Thursday's fighting began about 8:30 a.m. Thursday after police launched an operation to capture about 10 militants in a Nalchik suburb. All 10 suspected militants were killed, Russian Deputy Interior Minister Alexander Chekalin said.
Gunmen staged simultaneous attacks against three police stations, the city's airport and the regional headquarters of the Interior Ministry and Federal Security Service in what appeared what appeared to be an effort to divert police.
The attack at the airport was repelled, the facility was placed under military control and all flights were canceled, news reports said.
The militants also attacked the regional headquarters of the Russian prison system, the Emergency Situation Ministry's press office said. Interfax said a border guards' office also came under attack.
A teacher from School No. 5, who gave only his first name, Spartak, said children had been evacuated from the building, near a police station and an anti-terrorism office at the center of the attacks. Black smoke billowed from the building as panic-stricken parents searched for their children in the school yard.
Cars were overturned or gutted by gunfire, and Russian television footage showed the bloodied bodies of what appeared to be attackers in the streets.
The heavy fighting quieted down after about six hours, though sporadic gunfire continued and officials said militants were holding several hostages at a police station - and released captives said others were being held at a building housing a souvenir shop.
Deputy Interior Minister Andrei Novikov said late Thursday that 61 militants were killed, some from Kabardino-Balkariya and some from other republics in the Russian Caucasus. Russian and regional officials said 12 civilians and 12 police officers were killed.
Russian news agencies, citing figures from Russia's Center for Catastrophic Medicine, reported that 13 people were killed and 116 others were hospitalized, but it was unclear whether those figures referred only to civilians.
Estimates of the number of militants involved ranged from 60 to 300, and the Interfax news agency quoted an aide to the president of Kabardino-Balkariya as saying late Thursday that 17 had been detained.
The region has suffered a growing wave of violence as Islamic extremism is spreading despite the government's harsh anti-terrorist methods, from targeted killings of rebel leaders such as Aslan Maskhadov to paying rewards for information to the demolition of houses where suspected rebels have found refuge.

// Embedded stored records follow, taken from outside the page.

//! Catalog error type.

use crate::EntityType;

/// Error returned by repositories and the template store.
///
/// Only [`CatalogError::NotFound`] is expected to reach callers; every other
/// variant describes a backend problem that the engine logs and works around.
#[derive(Debug, thiserror::Error)]
pub enum CatalogError {
    /// The requested entity does not exist.
    #[error("{entity_type} with {key} not found")]
    NotFound {
        /// Kind of entity requested.
        entity_type: EntityType,
        /// Lookup key, e.g. `id 42` or `identifier "about-us"`.
        key: String,
    },
    /// Stored data could not be decoded.
    #[error("invalid catalog data: {0}")]
    InvalidData(String),
    /// Backend is temporarily unavailable.
    #[error("catalog backend unavailable: {0}")]
    Unavailable(String),
    /// I/O error while reading fixtures.
    #[error("I/O error: {0}")]
    Io(#[from] std::io::Error),
    /// JSON decoding error while reading fixtures.
    #[error("JSON error: {0}")]
    Json(#[from] serde_json::Error),
}

impl CatalogError {
    /// Create a not found error.
    #[must_use]
    pub fn not_found(entity_type: EntityType, id: u64) -> Self {
        Self::NotFound {
            entity_type,
            key: format!("id {id}"),
        }
    }

    /// Create a not found error for a lookup by URL identifier.
    #[must_use]
    pub fn identifier_not_found(entity_type: EntityType, identifier: &str) -> Self {
        Self::NotFound {
            entity_type,
            key: format!("identifier {identifier:?}"),
        }
    }

    /// Whether the entity truly does not exist.
    #[must_use]
    pub fn is_not_found(&self) -> bool {
        matches!(self, Self::NotFound { .. })
    }
}
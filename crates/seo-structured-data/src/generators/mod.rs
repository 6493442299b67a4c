//! Built-in schema.org generators.

mod breadcrumb;
mod collection;
mod organization;
mod product;
mod webpage;
mod website;

pub use breadcrumb::BreadcrumbGenerator;
pub use collection::CollectionPageGenerator;
pub use organization::OrganizationGenerator;
pub use product::ProductGenerator;
pub use webpage::WebPageGenerator;
pub use website::WebSiteGenerator;

use seo_catalog::Entity;

/// Identifier of the CMS page served at the store root.
const HOME_IDENTIFIER: &str = "home";

fn is_home_page(entity: &Entity) -> bool {
    entity.as_cms_page().is_some_and(|p| p.identifier == HOME_IDENTIFIER)
}

#[cfg(test)]
pub(crate) fn test_context() -> crate::GeneratorContext {
    test_context_with(seo_catalog::MemoryCatalog::new())
}

#[cfg(test)]
pub(crate) fn test_context_with(catalog: seo_catalog::MemoryCatalog) -> crate::GeneratorContext {
    use std::sync::Arc;

    use seo_catalog::{StoreContext, WebsiteContext};
    use seo_template::ProcessorContext;

    let processors = ProcessorContext::new(
        StoreContext::default(),
        WebsiteContext::default(),
        Arc::new(catalog),
    );
    crate::GeneratorContext::new(processors)
}
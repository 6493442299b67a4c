use serde_json::{Value, json};

use seo_catalog::Entity;
use seo_template::page_url;

use crate::context::GeneratorContext;
use crate::error::GenerateError;
use crate::generator::{GenerationContext, Generator, StructuredData};
use crate::helpers::{DescriptionLimit, clean_description, clean_url, iso_date};

/// `WebPage` for CMS pages.
pub struct WebPageGenerator {
    ctx: GeneratorContext,
}

impl WebPageGenerator {
    #[must_use]
    pub fn new(ctx: GeneratorContext) -> Self {
        Self { ctx }
    }
}

impl Generator for WebPageGenerator {
    fn schema_type(&self) -> &'static str {
        "WebPage"
    }

    fn context(&self) -> &GeneratorContext {
        &self.ctx
    }

    fn can_handle(&self, entity: &Entity) -> bool {
        entity.as_cms_page().is_some()
    }

    fn build(
        &self,
        entity: &Entity,
        _context: &GenerationContext,
    ) -> Result<StructuredData, GenerateError> {
        let Some(page) = entity.as_cms_page() else {
            return Ok(StructuredData::new());
        };
        let name = page
            .meta_title
            .as_deref()
            .map(str::trim)
            .filter(|t| !t.is_empty())
            .unwrap_or(page.title.trim());
        if name.is_empty() {
            return Err(GenerateError::MissingField {
                schema_type: "WebPage",
                field: "title",
            });
        }

        let store = self.ctx.store();
        let mut data = StructuredData::new();
        data.insert("name".to_owned(), Value::from(name));
        data.insert(
            "url".to_owned(),
            Value::from(clean_url(&page_url(self.ctx.processors(), page))),
        );
        let description = page
            .meta_description
            .as_deref()
            .and_then(|d| clean_description(d, DescriptionLimit::Short))
            .or_else(|| {
                page.content
                    .as_deref()
                    .and_then(|c| clean_description(c, DescriptionLimit::Short))
            });
        if let Some(description) = description {
            data.insert("description".to_owned(), Value::from(description));
        }
        if let Some(published) = page.created_at.as_deref().and_then(iso_date) {
            data.insert("datePublished".to_owned(), Value::from(published));
        }
        if let Some(modified) = page.updated_at.as_deref().and_then(iso_date) {
            data.insert("dateModified".to_owned(), Value::from(modified));
        }
        data.insert(
            "isPartOf".to_owned(),
            json!({
                "@type": "WebSite",
                "name": store.name,
                "url": store.base_url,
            }),
        );
        Ok(data)
    }
}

Police and security forces have fought pitched battles with militants across the region, and the rebels have employed terrorist methods including suicide bombings and the seizure of more than 1,000 hostages last year in a school in the town of Beslan, 60 miles southeast of Nalchik.
The Kavkaz-Center Web site, seen as a voice for rebels loyal to Chechen warlord Shamil Basayev, said it had received a short message claiming responsibility for Thursday's attack on behalf of the Caucasus Front. It said the group is part of the Chechen rebel armed forces and includes Yarmuk, an alleged militant Islamic group based in Kabardino-Balkariya.
Deputy Prosecutor General Vladimir Kolesnikov said suspects detained during Thursday's fighting said the offensive was carried out under orders from two wanted militants - including an active supporter of Basayev.
But armed forces chief of staff Gen. Yuri Baluyevsky said he had no evidence Basayev was involved in the attack. Russian officials also said no evidence supported speculation Basayev had been killed.
As darkness fell, Chekalin said militants holed up in two offices at a police station were holding hostages and battling security forces. Regional President Arsen Kanokov said five or six militants held five hostages at the police station, Interfax reported. Shots rang out late into the night while armored personnel carriers drew close to the station.
At a building housing a souvenir shop, wounded militants released three hostages in exchange for water, but one of those freed said the attackers were still holding three captives.